> [Work order] The listing below holds a line with "queue!(out, MoveTo(x, y))?;" and a later line with "let at = chars.get(cursor).copied().unwrap_or('". Write out those two lines and every line between them, exactly, and nothing else.

▬▬▬▬▬▬

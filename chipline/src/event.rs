/// Simplified key representation, independent of any terminal backend.
///
/// The binary driving the widget converts its backend's key events into this
/// type before handing them to the state machine.
#[derive(Debug, Clone, Copy, PartialEq, Eq, Hash)]
pub enum Key {
    Char(char),
    Enter,
    Backspace,
    Delete,
    Tab,
    Escape,
    Up,
    Down,
    Left,
    Right,
    Home,
    End,
}

/// Key modifiers
#[derive(Debug, Clone, Copy, PartialEq, Eq, Default)]
pub struct Modifiers {
    pub shift: bool,
    pub ctrl: bool,
    pub alt: bool,
}

impl Modifiers {
    pub fn new() -> Self {
        Self::default()
    }

    pub fn shift() -> Self {
        Self {
            shift: true,
            ..Default::default()
        }
    }

    pub fn ctrl() -> Self {
        Self {
            ctrl: true,
            ..Default::default()
        }
    }

    pub fn alt() -> Self {
        Self {
            alt: true,
            ..Default::default()
        }
    }

    pub fn none(&self) -> bool {
        !self.shift && !self.ctrl && !self.alt
    }
}
//! Text editing state for the filter field: content plus cursor.
//!
//! The cursor is a character index into the text. Backspace on an already
//! empty field is deliberately *not* handled here; the widget state machine
//! owns that key and turns it into the chip-deletion gesture.

use crate::event::{Key, Modifiers};

/// Filter field contents and cursor state.
#[derive(Debug, Clone, Default, PartialEq, Eq)]
pub struct FilterInput {
    text: String,
    cursor: usize,
}

impl FilterInput {
    pub fn new() -> Self {
        Self::default()
    }

    pub fn text(&self) -> &str {
        &self.text
    }

    /// Cursor position as a character index.
    pub fn cursor(&self) -> usize {
        self.cursor
    }

    pub fn is_empty(&self) -> bool {
        self.text.is_empty()
    }

    /// Replace the text, placing the cursor at the end.
    pub fn set(&mut self, text: impl Into<String>) {
        self.text = text.into();
        self.cursor = self.text.chars().count();
    }

    /// Clear the text and reset the cursor.
    pub fn clear(&mut self) {
        self.text.clear();
        self.cursor = 0;
    }

    /// Handle a key press for text editing.
    pub fn handle_key(&mut self, key: Key, modifiers: Modifiers) -> TextEditResult {
        match key {
            Key::Char(c) if modifiers.none() || (modifiers.shift && !modifiers.ctrl) => {
                self.insert_char(c);
                TextEditResult::Changed
            }

            Key::Backspace if modifiers.none() => {
                if self.delete_back() {
                    TextEditResult::Changed
                } else {
                    TextEditResult::Handled
                }
            }

            Key::Delete if modifiers.none() => {
                if self.delete_forward() {
                    TextEditResult::Changed
                } else {
                    TextEditResult::Handled
                }
            }

            Key::Left if !modifiers.ctrl => {
                self.cursor = self.cursor.saturating_sub(1);
                TextEditResult::Handled
            }

            Key::Right if !modifiers.ctrl => {
                self.cursor = (self.cursor + 1).min(self.text.chars().count());
                TextEditResult::Handled
            }

            Key::Home if !modifiers.ctrl => {
                self.cursor = 0;
                TextEditResult::Handled
            }

            Key::End if !modifiers.ctrl => {
                self.cursor = self.text.chars().count();
                TextEditResult::Handled
            }

            Key::Enter => TextEditResult::Submitted,

            _ => TextEditResult::Ignored,
        }
    }

    /// Insert a character at the cursor.
    fn insert_char(&mut self, c: char) {
        let byte_pos = char_to_byte_index(&self.text, self.cursor);
        self.text.insert(byte_pos, c);
        self.cursor += 1;
    }

    /// Delete the character before the cursor. Returns true if text changed.
    fn delete_back(&mut self) -> bool {
        if self.cursor == 0 {
            return false;
        }
        let start = char_to_byte_index(&self.text, self.cursor - 1);
        let end = char_to_byte_index(&self.text, self.cursor);
        self.text.replace_range(start..end, "");
        self.cursor -= 1;
        true
    }

    /// Delete the character at the cursor. Returns true if text changed.
    fn delete_forward(&mut self) -> bool {
        if self.cursor >= self.text.chars().count() {
            return false;
        }
        let start = char_to_byte_index(&self.text, self.cursor);
        let end = char_to_byte_index(&self.text, self.cursor + 1);
        self.text.replace_range(start..end, "");
        true
    }
}

/// Result of handling a text editing key.
#[derive(Debug, Clone, Copy, PartialEq, Eq)]
pub enum TextEditResult {
    /// Text was modified.
    Changed,
    /// Enter was pressed.
    Submitted,
    /// Key was handled but text didn't change (e.g., cursor movement).
    Handled,
    /// Key was not handled, should be passed through.
    Ignored,
}

/// Convert character index to byte index in a string.
fn char_to_byte_index(s: &str, char_idx: usize) -> usize {
    s.char_indices()
        .nth(char_idx)
        .map(|(i, _)| i)
        .unwrap_or(s.len())
}
//! Full-frame rendering of the widget with queued crossterm commands.
//!
//! The screen is small and redrawn from scratch on every event; hit regions
//! for mouse input (chip close buttons, candidate rows) are collected while
//! drawing and returned to the app.

use std::io::{self, Write};

use chipline::{ChipId, ChipInputState};
use crossterm::{
    cursor::MoveTo,
    queue,
    style::{Attribute, Color, Print, ResetColor, SetAttribute, SetForegroundColor},
    terminal::{Clear, ClearType},
};
use unicode_width::UnicodeWidthStr;

use crate::identicon;

/// Minimum terminal width at which the randomart panel is drawn.
const PANEL_MIN_WIDTH: u16 = 48;

/// Hit regions collected during the last draw.
#[derive(Debug, Clone, Default)]
pub struct Layout {
    /// Terminal cell of each chip's close button.
    pub close_cells: Vec<(u16, u16, ChipId)>,
    /// Screen row and label for each visible candidate in the filtered view.
    pub candidate_rows: Vec<(u16, String)>,
}

/// Draw one frame and return the hit regions.
pub fn draw(
    out: &mut impl Write,
    state: &ChipInputState,
    list_cursor: usize,
    width: u16,
    height: u16,
) -> io::Result<Layout> {
    let mut layout = Layout::default();

    queue!(out, SetAttribute(Attribute::Reset), Clear(ClearType::All))?;

    // Title line
    queue!(
        out,
        MoveTo(0, 0),
        SetAttribute(Attribute::Bold),
        Print("chipline"),
        SetAttribute(Attribute::Reset),
        Print("  "),
        SetAttribute(Attribute::Dim),
        Print("type to filter, enter to chip, backspace twice to drop the last chip"),
        SetAttribute(Attribute::Reset)
    )?;

    // Chips, wrapped across rows
    let mut x: u16 = 0;
    let mut y: u16 = 2;
    for chip in state.chips() {
        let digest = chip.avatar_digest();
        let address = format!("<{}>", chip.address);
        // " ◉ Label <address> ✕ "
        let chip_width = (7 + chip.label.width() + address.width()) as u16;

        if x > 0 && x + chip_width > width {
            x = 0;
            y += 1;
        }

        let armed = state.armed() == Some(chip.id);
        queue!(out, MoveTo(x, y))?;
        if armed {
            queue!(out, SetAttribute(Attribute::Reverse))?;
        }
        queue!(
            out,
            Print(" "),
            SetForegroundColor(identicon::tint(&digest)),
            Print(identicon::glyph(&digest)),
            ResetColor,
            Print(" "),
            Print(&chip.label),
            Print(" "),
            SetAttribute(Attribute::Dim),
            Print(&address),
            SetAttribute(Attribute::NormalIntensity),
            Print(" "),
            Print("✕"),
            Print(" "),
            SetAttribute(Attribute::Reset)
        )?;

        layout.close_cells.push((x + chip_width - 2, y, chip.id));
        x += chip_width + 1;
    }

    // Filter input line
    let input_y = y + 2;
    queue!(
        out,
        MoveTo(0, input_y),
        SetAttribute(Attribute::Bold),
        Print("❯ "),
        SetAttribute(Attribute::Reset)
    )?;
    let text = state.filter_text();
    if text.is_empty() {
        queue!(
            out,
            SetAttribute(Attribute::Reverse),
            Print(" "),
            SetAttribute(Attribute::Reset),
            SetAttribute(Attribute::Dim),
            Print("Type to filter items"),
            SetAttribute(Attribute::Reset)
        )?;
    } else {
        let cursor = state.input().cursor();
        let chars: Vec<char> = text.chars().collect();
        let before: String = chars[..cursor.min(chars.len())].iter().collect();
        let at = chars.get(cursor).copied().unwrap_or(' ');
        let after: String = if cursor + 1 < chars.len() {
            chars[cursor + 1..].iter().collect()
        } else {
            String::new()
        };
        queue!(
            out,
            Print(before),
            SetAttribute(Attribute::Reverse),
            Print(at),
            SetAttribute(Attribute::Reset),
            Print(after)
        )?;
    }

    // Filtered candidate list
    let list_y = input_y + 2;
    if state.filtered_len() == 0 {
        queue!(
            out,
            MoveTo(2, list_y),
            SetAttribute(Attribute::Dim),
            Print("no matches"),
            SetAttribute(Attribute::Reset)
        )?;
    }
    for (i, label) in state.filtered_labels().enumerate() {
        let row = list_y + i as u16;
        if row + 1 >= height {
            break;
        }
        queue!(out, MoveTo(2, row))?;
        if i == list_cursor {
            queue!(
                out,
                SetAttribute(Attribute::Reverse),
                Print(format!(" {label} ")),
                SetAttribute(Attribute::Reset)
            )?;
        } else {
            queue!(out, Print(label))?;
        }
        layout.candidate_rows.push((row, label.to_string()));
    }

    // Avatar panel for the most recent chip
    if let Some(chip) = state.chips().last() {
        if width >= PANEL_MIN_WIDTH {
            let art = identicon::randomart(&chip.avatar_digest());
            let panel_x = width - 2 - art[0].chars().count() as u16;
            for (i, line) in art.iter().enumerate() {
                queue!(out, MoveTo(panel_x, 2 + i as u16), Print(line))?;
            }
        }
        if height > 3 {
            let url: String = chip
                .avatar_url()
                .chars()
                .take(width.saturating_sub(9) as usize)
                .collect();
            queue!(
                out,
                MoveTo(0, height - 2),
                SetAttribute(Attribute::Dim),
                Print(format!("avatar · {url}")),
                SetAttribute(Attribute::Reset)
            )?;
        }
    }

    // Key help footer
    queue!(out, MoveTo(0, height.saturating_sub(1)))?;
    for (key, action) in [
        ("↑/↓", "move"),
        ("enter", "select"),
        ("bksp×2", "remove last"),
        ("esc", "quit"),
    ] {
        queue!(
            out,
            SetForegroundColor(Color::Cyan),
            Print(key),
            ResetColor,
            SetAttribute(Attribute::Dim),
            Print(format!(" {action}  ")),
            SetAttribute(Attribute::Reset)
        )?;
    }

    out.flush()?;
    Ok(layout)
}
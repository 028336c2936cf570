//! Deterministic terminal identicon for a chip's avatar digest.
//!
//! The terminal cannot show the remote identicon image, so the demo draws its
//! own: a small drunken-bishop randomart grid computed from the same MD5
//! digest the avatar service is keyed on. Everything here is pure; a chip's
//! avatar can never fail to "load" and can never touch widget state.

use crossterm::style::Color;

/// Width of the randomart grid.
const WIDTH: usize = 9;
/// Height of the randomart grid.
const HEIGHT: usize = 5;

/// Characters by cell visit density, sparse to dense.
const CHARS: &[u8] = b" .o+=*BOX@%&#/^";

/// One-cell glyphs used for the inline chip avatar.
const GLYPHS: &[char] = &['●', '◆', '■', '▲', '◉', '✦', '❖', '◗'];

/// Foreground tints for the inline chip avatar.
const TINTS: &[Color] = &[
    Color::Cyan,
    Color::Magenta,
    Color::Yellow,
    Color::Green,
    Color::Blue,
    Color::Red,
];

/// The single-cell avatar glyph for a digest.
pub fn glyph(digest: &[u8; 16]) -> char {
    GLYPHS[digest[0] as usize % GLYPHS.len()]
}

/// The avatar tint for a digest.
pub fn tint(digest: &[u8; 16]) -> Color {
    TINTS[digest[15] as usize % TINTS.len()]
}

/// Render the bordered randomart grid for a digest, one string per line.
///
/// Bishop walk over the digest bits: each byte yields four 2-bit diagonal
/// moves, and each visited cell's density picks its character.
pub fn randomart(digest: &[u8; 16]) -> Vec<String> {
    let mut field = [[0u8; WIDTH]; HEIGHT];
    let mut x = WIDTH / 2;
    let mut y = HEIGHT / 2;

    for byte in digest {
        for shift in (0..8).step_by(2) {
            let bits = (byte >> shift) & 0x03;
            let dx: i32 = if bits & 1 == 0 { -1 } else { 1 };
            let dy: i32 = if bits & 2 == 0 { -1 } else { 1 };

            x = usize::try_from((x as i32 + dx).clamp(0, (WIDTH - 1) as i32)).unwrap_or(0);
            y = usize::try_from((y as i32 + dy).clamp(0, (HEIGHT - 1) as i32)).unwrap_or(0);

            if (field[y][x] as usize) < CHARS.len() - 1 {
                field[y][x] += 1;
            }
        }
    }

    let mut lines = Vec::with_capacity(HEIGHT + 2);
    lines.push(format!("+{}+", "-".repeat(WIDTH)));
    for row in &field {
        let mut line = String::with_capacity(WIDTH + 2);
        line.push('|');
        for &cell in row {
            line.push(CHARS[cell as usize] as char);
        }
        line.push('|');
        lines.push(line);
    }
    lines.push(format!("+{}+", "-".repeat(WIDTH)));
    lines
}

#[cfg(test)]
mod tests {
    use super::*;

    fn digest(seed: u8) -> [u8; 16] {
        let mut d = [0u8; 16];
        for (i, b) in d.iter_mut().enumerate() {
            *b = seed.wrapping_mul(31).wrapping_add(i as u8);
        }
        d
    }

    #[test]
    fn randomart_has_correct_dimensions() {
        let art = randomart(&digest(7));
        assert_eq!(art.len(), HEIGHT + 2);
        for line in &art {
            assert_eq!(line.chars().count(), WIDTH + 2);
        }
    }

    #[test]
    fn randomart_is_deterministic() {
        assert_eq!(randomart(&digest(42)), randomart(&digest(42)));
    }

    #[test]
    fn randomart_differs_across_digests() {
        assert_ne!(randomart(&digest(1)), randomart(&digest(2)));
    }

    #[test]
    fn glyph_and_tint_are_deterministic() {
        let d = digest(9);
        assert_eq!(glyph(&d), glyph(&d));
        assert_eq!(tint(&d), tint(&d));
    }

    #[test]
    fn glyph_tracks_first_digest_byte() {
        let mut a = digest(3);
        let mut b = digest(3);
        a[0] = 0;
        b[0] = 1;
        assert_ne!(glyph(&a), glyph(&b));
    }
}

▬▬▬▬▬▬

> [Response box]
        queue!(out, MoveTo(x, y))?;
        if armed {
            queue!(out, SetAttribute(Attribute::Reverse))?;
        }
        queue!(
            out,
            Print(" "),
            SetForegroundColor(identicon::tint(&digest)),
            Print(identicon::glyph(&digest)),
            ResetColor,
            Print(" "),
            Print(&chip.label),
            Print(" "),
            SetAttribute(Attribute::Dim),
            Print(&address),
            SetAttribute(Attribute::NormalIntensity),
            Print(" "),
            Print("✕"),
            Print(" "),
            SetAttribute(Attribute::Reset)
        )?;

        layout.close_cells.push((x + chip_width - 2, y, chip.id));
        x += chip_width + 1;
    }

    // Filter input line
    let input_y = y + 2;
    queue!(
        out,
        MoveTo(0, input_y),
        SetAttribute(Attribute::Bold),
        Print("❯ "),
        SetAttribute(Attribute::Reset)
    )?;
    let text = state.filter_text();
    if text.is_empty() {
        queue!(
            out,
            SetAttribute(Attribute::Reverse),
            Print(" "),
            SetAttribute(Attribute::Reset),
            SetAttribute(Attribute::Dim),
            Print("Type to filter items"),
            SetAttribute(Attribute::Reset)
        )?;
    } else {
        let cursor = state.input().cursor();
        let chars: Vec<char> = text.chars().collect();
        let before: String = chars[..cursor.min(chars.len())].iter().collect();
        let at = chars.get(cursor).copied().unwrap_or(' ');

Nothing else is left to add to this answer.